One topic I wanted to ask him about was the split between IDG and the former IDG Ventures Boston team, which rebranded itself last month as Flybridge Capital Partners.

I'd run into Jeffrey Bussgang last week, one of the original partners at IDG Ventures Boston. He said that there were no hard feelings between IDG and the Boston investing team... but that IDG had chosen not to put money into the new $280 million Flybridge fund, after participating in two prior IDG Ventures Boston funds.

McGovern told me this afternoon that when the IDG Ventures Boston team asked how much he wanted to invest in their third fund, he said that he'd been getting better returns investing outside the US. (McGovern and IDG have funds in China, Vietnam, India, and Korea, among other places.)

"We didn't think the returns were competitive with the returns we could get elsewhere," McGovern said.

He was also bothered by the Boston team's desire to do more investing outside of New England and the East Coast. "They didn't want to stay east of the Mississippi," McGovern said, and they wanted to invest in some sectors outside of pure IT. (Another IDG fund is based in San Francisco.) "Your goals and the IDG brand are no longer aligned," McGovern said he told the Boston team.

"We agreed, they'll change their name, and raise money from people other than IDG," he said. (In 2005, when the Boston team raised its second fund, a $180 war chest, IDG had put in $25 million.)

Oddly, McGovern, who gave $350 million to MIT to start the McGovern Institute for Brain Research, said he thought the Boston team's forays into med-tech and diagnostics, like Predictive Biosciences' urine-based cancer tests, were too much of a stretch. "They were getting into areas where was no longer the major competitive advantage."

But McGovern said that "we're hoping that they do extremely well," referring to the new Flybridge fund. "We still have a lot of cash at stake in funds I and II." He said the team's historical returns had been "better than average."

McGovern is not totally pulling out of U.S. venture investing, however.
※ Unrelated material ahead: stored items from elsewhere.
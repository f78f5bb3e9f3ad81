//! # ftd_file_upload
//!
//! Ansible binary module entry point.
//!
//! 提供：
//! - 模块参数读取与校验
//! - 配置加载与设备连接
//! - 单个 JSON 结果对象输出到 stdout (日志走 stderr)

mod cli;
mod commands;
mod error;
mod module_args;

use std::process::ExitCode;

use clap::error::ErrorKind;
use clap::Parser;
use dispatcher::UploadOutcome;
use tracing::info;

use cli::Cli;
use commands::{run_upload, run_validate};
use observability::ObservabilityConfig;

#[tokio::main(flavor = "current_thread")]
async fn main() -> ExitCode {
    // Load .env file if present
    dotenvy::dotenv().ok();

    let cli = match Cli::try_parse() {
        Ok(cli) => cli,
        Err(e) => return report_usage_error(e),
    };

    // Logging is best-effort; stdout must still carry the result
    if let Err(e) = init_logging(&cli) {
        eprintln!("{e:#}");
    }

    info!(version = env!("CARGO_PKG_VERSION"), "ftd_file_upload starting");

    if cli.validate_config {
        return match run_validate(&cli) {
            Ok(true) => ExitCode::SUCCESS,
            Ok(false) => ExitCode::FAILURE,
            Err(e) => {
                tracing::error!(error = %e, "Validation failed");
                ExitCode::FAILURE
            }
        };
    }

    let outcome = run_upload(&cli).await;
    if let UploadOutcome::Failed { ref msg } = outcome {
        tracing::error!(error = %msg, "Module failed");
    }

    println!("{}", outcome.to_module_json());

    if outcome.is_failed() {
        ExitCode::FAILURE
    } else {
        ExitCode::SUCCESS
    }
}

/// Initialize logging based on CLI options
fn init_logging(cli: &Cli) -> anyhow::Result<()> {
    let default_log_level = if cli.quiet {
        "error"
    } else {
        match cli.verbose {
            0 => "warn",
            1 => "info",
            2 => "debug",
            _ => "trace",
        }
    };

    observability::init_with_config(ObservabilityConfig {
        log_format: cli.log_format.into(),
        default_log_level: default_log_level.to_string(),
    })
}

/// Help and version go to the terminal; anything else is a module failure on stdout
fn report_usage_error(err: clap::Error) -> ExitCode {
    match usage_failure(&err) {
        Some(outcome) => {
            println!("{}", outcome.to_module_json());
            ExitCode::FAILURE
        }
        None => {
            let _ = err.print();
            ExitCode::SUCCESS
        }
    }
}

fn usage_failure(err: &clap::Error) -> Option<UploadOutcome> {
    match err.kind() {
        ErrorKind::DisplayHelp
        | ErrorKind::DisplayVersion
        | ErrorKind::DisplayHelpOnMissingArgumentOrSubcommand => None,
        _ => {
            let rendered = err.render().to_string();
            let first_line = rendered.lines().next().unwrap_or_default();
            let message = first_line.trim_start_matches("error: ").trim();
            Some(UploadOutcome::failed(format!("Invalid module invocation: {message}")))
        }
    }
}
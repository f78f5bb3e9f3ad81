//! `--validate-config` implementation.

use anyhow::{Context, Result};
use serde::Serialize;
use tracing::info;

use config_loader::{ConfigLoader, DeviceOverrides};
use dispatcher::is_upload_operation;

use crate::cli::Cli;

/// Validation result for JSON output
#[derive(Serialize)]
struct ValidationResult {
    valid: bool,
    config_path: String,
    #[serde(skip_serializing_if = "Option::is_none")]
    error: Option<String>,
    #[serde(skip_serializing_if = "Option::is_none")]
    warnings: Option<Vec<String>>,
    #[serde(skip_serializing_if = "Option::is_none")]
    summary: Option<ConfigSummary>,
}

#[derive(Serialize)]
struct ConfigSummary {
    host: String,
    operation_count: usize,
    upload_operations: Vec<String>,
}

/// Validate the configuration and print the result as JSON
pub fn run_validate(cli: &Cli) -> Result<bool> {
    info!(config = %cli.config.display(), "Validating configuration");

    let result = validate_config(cli);
    let json = serde_json::to_string_pretty(&result)
        .context("Failed to serialize validation result")?;
    println!("{}", json);

    Ok(result.valid)
}

fn validate_config(cli: &Cli) -> ValidationResult {
    let config_path = cli.config.display().to_string();
    let overrides = DeviceOverrides {
        host: cli.host.clone(),
        username: cli.username.clone(),
        password: cli.password.clone(),
    };

    match ConfigLoader::load_from_path_with(&cli.config, &overrides) {
        Ok(config) => {
            let upload_operations: Vec<String> = config
                .operations
                .iter()
                .filter(|(_, spec)| is_upload_operation(spec))
                .map(|(name, _)| name.clone())
                .collect();
            let warnings = collect_warnings(&config, &upload_operations);

            ValidationResult {
                valid: true,
                config_path,
                error: None,
                warnings: if warnings.is_empty() {
                    None
                } else {
                    Some(warnings)
                },
                summary: Some(ConfigSummary {
                    host: config.device.host.clone(),
                    operation_count: config.operations.len(),
                    upload_operations,
                }),
            }
        }
        Err(e) => ValidationResult {
            valid: false,
            config_path,
            error: Some(e.to_string()),
            warnings: None,
            summary: None,
        },
    }
}

/// Collect configuration warnings (non-fatal issues)
fn collect_warnings(config: &contracts::UploaderConfig, upload_operations: &[String]) -> Vec<String> {
    let mut warnings = Vec::new();

    if config.operations.is_empty() {
        warnings.push("No operations configured - every upload will fail lookup".to_string());
    } else if upload_operations.is_empty() {
        warnings.push("No configured operation accepts file uploads".to_string());
    }

    if config.device.password.is_empty() {
        warnings.push("device.password is empty".to_string());
    }

    if !config.device.verify_tls {
        warnings.push("TLS certificate verification is disabled".to_string());
    }

    warnings
}

#[cfg(test)]
mod tests {
    use super::*;
    use clap::Parser;

    #[test]
    fn test_summary_lists_upload_operations() {
        let dir = tempfile::tempdir().unwrap();
        let path = dir.path().join("ftd.json");
        std::fs::write(
            &path,
            r#"{
                "device": { "host": "https://ftd", "username": "admin", "verify_tls": false },
                "operations": {
                    "postuploadbackup": { "method": "POST", "url": "/api/fdm/v2/action/uploadbackup", "model_name": "FileUploadStatus" },
                    "getsystemstatus": { "method": "GET", "url": "/api/fdm/v2/operational/systemstatus", "model_name": "SystemStatus" }
                }
            }"#,
        )
        .unwrap();
        let cli = Cli::parse_from(["ftd_file_upload", "--validate-config", "--config", path.to_str().unwrap()]);

        let result = validate_config(&cli);

        assert!(result.valid);
        let summary = result.summary.unwrap();
        assert_eq!(summary.operation_count, 2);
        assert_eq!(summary.upload_operations, vec!["postuploadbackup"]);
        let warnings = result.warnings.unwrap();
        assert!(warnings.iter().any(|w| w.contains("TLS")));
    }

    #[test]
    fn test_invalid_config_reported() {
        let cli = Cli::parse_from(["ftd_file_upload", "--validate-config", "--config", "/nonexistent/ftd.toml"]);
        let result = validate_config(&cli);
        assert!(!result.valid);
        assert!(result.error.is_some());
    }
}
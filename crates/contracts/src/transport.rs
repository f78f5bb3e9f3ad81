//! Transport trait - file upload to the device

use std::path::Path;

use serde_json::Value;

use crate::TransportError;

/// Device upload transport
///
/// Implementations own session handling (authentication, TLS, timeouts).
#[trait_variant::make(Transport: Send)]
pub trait LocalTransport {
    /// Upload `path` as multipart form data to the API path `url`
    ///
    /// # Errors
    /// `TransportError::Server` when the device answers with an error status;
    /// other variants for local or connection failures.
    async fn upload_file(&self, path: &Path, url: &str) -> Result<Value, TransportError>;
}
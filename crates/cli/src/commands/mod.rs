//! Command implementations.

mod upload;
mod validate;

pub use upload::run_upload;
pub use validate::run_validate;
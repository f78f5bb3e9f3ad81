//! 配置解析模块
//!
//! 支持 TOML (主要) 和 JSON (可选) 格式。

use std::collections::BTreeMap;

use contracts::{ContractError, OperationSpec, UploaderConfig};
use serde::de::DeserializeOwned;

/// 配置文件格式
#[derive(Debug, Clone, Copy, PartialEq, Eq)]
pub enum ConfigFormat {
    /// TOML 格式 (推荐)
    Toml,
    /// JSON 格式
    Json,
}

impl ConfigFormat {
    /// 从文件扩展名推断格式
    pub fn from_extension(ext: &str) -> Option<Self> {
        match ext.to_lowercase().as_str() {
            "toml" => Some(Self::Toml),
            "json" => Some(Self::Json),
            _ => None,
        }
    }
}

fn parse_toml<T: DeserializeOwned>(content: &str) -> Result<T, ContractError> {
    toml::from_str(content).map_err(|e| ContractError::ConfigParse {
        message: format!("TOML parse error: {e}"),
        source: Some(Box::new(e)),
    })
}

fn parse_json<T: DeserializeOwned>(content: &str) -> Result<T, ContractError> {
    serde_json::from_str(content).map_err(|e| ContractError::ConfigParse {
        message: format!("JSON parse error: {e}"),
        source: Some(Box::new(e)),
    })
}

/// 根据格式解析配置
pub fn parse(content: &str, format: ConfigFormat) -> Result<UploaderConfig, ContractError> {
    match format {
        ConfigFormat::Toml => parse_toml(content),
        ConfigFormat::Json => parse_json(content),
    }
}

/// 解析外部操作目录 (name -> OperationSpec)
pub fn parse_catalog(
    content: &str,
    format: ConfigFormat,
) -> Result<BTreeMap<String, OperationSpec>, ContractError> {
    match format {
        ConfigFormat::Toml => parse_toml(content),
        ConfigFormat::Json => parse_json(content),
    }
}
McGovern said he's supporting a second IDG Ventures San Francisco fund, currently being raised. "We're putting 25 percent of the money into the new fund, which is a month or two away from closing at $180 million," he said.

I also spoke today with Flybridge managing partner Michael Greeley. (Disclosure: Greeley and I serve on the advisory board of the Nantucket Conference together.)

Greeley said, "It's a mischaracterization to say we've gone off-strategy," adding, "[Pat] has great personal interest in the healthcare convergence scene," given his philanthropic activities. Greeley also said that he expected about 80 percent of the new fund's investments to be companies that the partners can drive to from Boston, though he wouldn't rule out doing a seed deal on the west coast (though he termed it "unlikely").

Greeley says one big reason for the name change, and the split from IDG, was that he worried entrepreneurs would confuse his new fund with the IDG Ventures San Francisco fund. He and the other partners said that raising money for this new fund wasn't a problem, even without IDG's allowance: "We did not to an offering memo" to market the new fund, Greeley told me.

He also told me that the firm is looking for new space in the Back Bay, having outgrown its current digs at One Exeter Plaza, IDG's headquarters. "It's a shame not to be able to bring on entrepreneurs-in-residence because you don't have enough space," Greeley said.

(PEHub's Dan Primack served up some inside info on the relationship between McGovern and the new Flybridge fund last month.)